Stored data entries:
◆ ◆ ◆ ◆
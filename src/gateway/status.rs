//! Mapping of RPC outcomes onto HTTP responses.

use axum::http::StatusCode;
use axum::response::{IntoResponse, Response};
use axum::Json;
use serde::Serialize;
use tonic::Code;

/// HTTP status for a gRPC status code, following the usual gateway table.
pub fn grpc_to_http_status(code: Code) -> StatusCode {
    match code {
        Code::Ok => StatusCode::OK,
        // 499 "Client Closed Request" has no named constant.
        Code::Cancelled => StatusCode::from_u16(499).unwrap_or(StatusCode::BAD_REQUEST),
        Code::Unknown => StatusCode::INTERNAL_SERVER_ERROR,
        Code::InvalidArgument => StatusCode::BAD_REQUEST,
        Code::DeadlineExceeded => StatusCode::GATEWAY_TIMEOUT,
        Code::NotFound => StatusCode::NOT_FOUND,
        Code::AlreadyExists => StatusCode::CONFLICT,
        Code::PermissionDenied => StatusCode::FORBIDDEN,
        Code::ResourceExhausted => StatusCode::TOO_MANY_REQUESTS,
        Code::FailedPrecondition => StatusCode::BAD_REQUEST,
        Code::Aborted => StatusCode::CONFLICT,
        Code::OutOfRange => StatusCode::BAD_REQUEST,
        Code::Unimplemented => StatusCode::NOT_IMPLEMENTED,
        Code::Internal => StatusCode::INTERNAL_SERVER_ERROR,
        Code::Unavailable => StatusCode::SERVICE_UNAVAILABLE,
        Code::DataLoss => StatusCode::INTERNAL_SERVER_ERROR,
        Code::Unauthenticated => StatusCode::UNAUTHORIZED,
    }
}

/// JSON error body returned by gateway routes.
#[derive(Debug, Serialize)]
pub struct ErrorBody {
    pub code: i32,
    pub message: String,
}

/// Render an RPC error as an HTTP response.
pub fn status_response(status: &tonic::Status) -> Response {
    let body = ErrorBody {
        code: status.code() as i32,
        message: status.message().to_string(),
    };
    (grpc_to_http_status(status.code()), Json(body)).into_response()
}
◆ ◆ ◆ ◆
ASSIGNMENT:
Copy out each line in the preceding records that contains "CONFLICT".

EXPECTED ANSWER:
        Code::AlreadyExists => StatusCode::CONFLICT,
        Code::Aborted => StatusCode::CONFLICT,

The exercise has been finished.